Excerpts from a dataset
Start of Block
//! Codec Module
//!
//! How values are measured for the memory tier and turned into bytes for the
//! disk tier.

use crate::error::Result;

// == Codec ==
/// Encodes values for write-back and decodes them on a disk hit.
///
/// `decode(encode(v))` must equal `v`; the pool relies on a lossless round trip.
pub trait Codec: Send + Sync + 'static {
    type Value: Send + Sync + 'static;

    fn encode(&self, value: &Self::Value) -> Result<Vec<u8>>;

    fn decode(&self, bytes: &[u8]) -> Result<Self::Value>;

    /// Bytes the value occupies in memory, charged against the memory tier.
    fn size_of(&self, value: &Self::Value) -> usize;
}

/// Identity codec for raw byte buffers.
#[derive(Debug, Clone, Copy, Default)]
pub struct BytesCodec;

impl Codec for BytesCodec {
    type Value = Vec<u8>;

    fn encode(&self, value: &Vec<u8>) -> Result<Vec<u8>> {
        Ok(value.clone())
    }

    fn decode(&self, bytes: &[u8]) -> Result<Vec<u8>> {
        Ok(bytes.to_vec())
    }

    fn size_of(&self, value: &Vec<u8>) -> usize {
        value.len()
    }
}
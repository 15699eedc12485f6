//!
//! # Dependency-Ordering Trait and Helpers
//!

// Std-lib
use std::collections::HashSet;

///
/// # Dependency-Ordering Trait
///
/// Orders items such that each comes after everything it depends on,
/// and detects dependency cycles along the way.
/// Key-alias tables are the prime example: an alias may point at another alias,
/// and resolution must bottom out at a real key rather than loop forever.
///
/// Implementers supply `process`, which visits a single `Item` and passes each of its
/// direct dependencies to `orderer.push`, and `fail`, which produces the cycle error.
/// Unlike a free function, `process` receives `&self`,
/// so the graph being ordered (e.g. the alias table) lives in the implementer.
///
/// ```text
/// struct AliasGraph<'a>(&'a HashMap<String, String>);
/// impl DepOrder for AliasGraph<'_> {
///     type Item = String;
///     type Error = MyError;
///
///     fn process(&self, item: &String, orderer: &mut DepOrderer<Self>) -> Result<(), MyError> {
///         if let Some(target) = self.0.get(item) {
///             orderer.push(target)?;
///         }
///         Ok(())
///     }
///     fn fail(&self, item: &String) -> Result<(), MyError> {
///         Err(MyError::cycle(item))
///     }
/// }
/// ```
///
pub trait DepOrder: Sized {
    /// Item Type. Typically keys or pointers to the nodes of the dependency graph.
    type Item: Clone + Eq + std::hash::Hash;
    /// Error Type
    type Error;

    /// Dependency-order all entries in slice `items`
    fn order(&self, items: &[Self::Item]) -> Result<Vec<Self::Item>, Self::Error> {
        DepOrderer::order(self, items)
    }

    /// Process a single `item`, pushing its direct dependencies
    fn process(&self, item: &Self::Item, orderer: &mut DepOrderer<Self>)
        -> Result<(), Self::Error>;
    /// Failure-handler, invoked with the item at which a cycle closed
    fn fail(&self, item: &Self::Item) -> Result<(), Self::Error>;
}
/// # Dependency Order Helper
/// Public solely for use in the call-signature of [DepOrder::process].
pub struct DepOrderer<'p, P: DepOrder> {
    /// Graph processor
    p: &'p P,
    /// Ordered, completed items
    stack: Vec<P::Item>,
    /// Completed items, for quick membership tests
    seen: HashSet<P::Item>,
    /// Pending items, for cycle detection
    pending: HashSet<P::Item>,
}
impl<'p, P: DepOrder> DepOrderer<'p, P> {
    /// Dependency-order all entries in slice `items`
    pub fn order(p: &'p P, items: &[P::Item]) -> Result<Vec<P::Item>, P::Error> {
        let len = items.len();
        let mut this = Self {
            p,
            stack: Vec::with_capacity(len),
            seen: HashSet::with_capacity(len),
            pending: HashSet::new(),
        };
        for item in items.iter() {
            this.push(item)?;
        }
        Ok(this.stack)
    }
    /// Push `item`'s dependencies, and then itself, onto the stack
    pub fn push(&mut self, item: &P::Item) -> Result<(), P::Error> {
        if self.seen.contains(item) {
            return Ok(());
        }
        // An item still pending means an open frame further up: a cycle.
        if self.pending.contains(item) {
            return self.p.fail(item);
        }
        self.pending.insert(item.clone());
        let p = self.p;
        p.process(item, self)?;
        if !self.pending.remove(item) {
            return self.p.fail(item);
        }
        self.seen.insert(item.clone());
        self.stack.push(item.clone());
        Ok(())
    }
}
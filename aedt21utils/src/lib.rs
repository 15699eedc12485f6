//!
//! # aedt21 Internal Utilities Crate
//!
//! Shared pointers, error-helper traits, enum-string mappings,
//! dependency ordering, and serialization helpers used across aedt21.
//!

pub mod ptr;
pub use ptr::*;

pub mod ser;
pub use ser::*;

pub mod error;
pub use error::*;

pub mod context;
pub use context::*;

pub mod dep_order;
pub use dep_order::*;

pub mod enumstr;
pub use enumstr::*;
End of Block
▶ EXERCISE: Find the number of lines above that hold the word "seen", then write that number by itself.

▶ EXERCISE RESPONSE: 4